#### [Information]
»»

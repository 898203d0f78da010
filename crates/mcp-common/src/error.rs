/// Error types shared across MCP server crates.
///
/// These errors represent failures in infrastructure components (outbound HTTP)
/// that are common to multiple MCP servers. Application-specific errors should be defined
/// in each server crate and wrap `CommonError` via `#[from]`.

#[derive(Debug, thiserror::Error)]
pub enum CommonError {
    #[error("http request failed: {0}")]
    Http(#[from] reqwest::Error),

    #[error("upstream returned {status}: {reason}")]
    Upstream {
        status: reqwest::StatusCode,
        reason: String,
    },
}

««

#### [Prompt]
Each line of the data is to be output exactly, with none skipped.

#### [Task solution]
repository 898203d0f78da010
filename crates/mcp-common/src/error.rs
/// Error types shared across MCP server crates.
///
/// These errors represent failures in infrastructure components (outbound HTTP)
/// that are common to multiple MCP servers. Application-specific errors should be defined
/// in each server crate and wrap `CommonError` via `#[from]`.

#[derive(Debug, thiserror::Error)]
pub enum CommonError {
    #[error("http request failed: {0}")]
    Http(#[from] reqwest::Error),

    #[error("upstream returned {status}: {reason}")]
    Upstream {
        status: reqwest::StatusCode,
        reason: String,
    },
}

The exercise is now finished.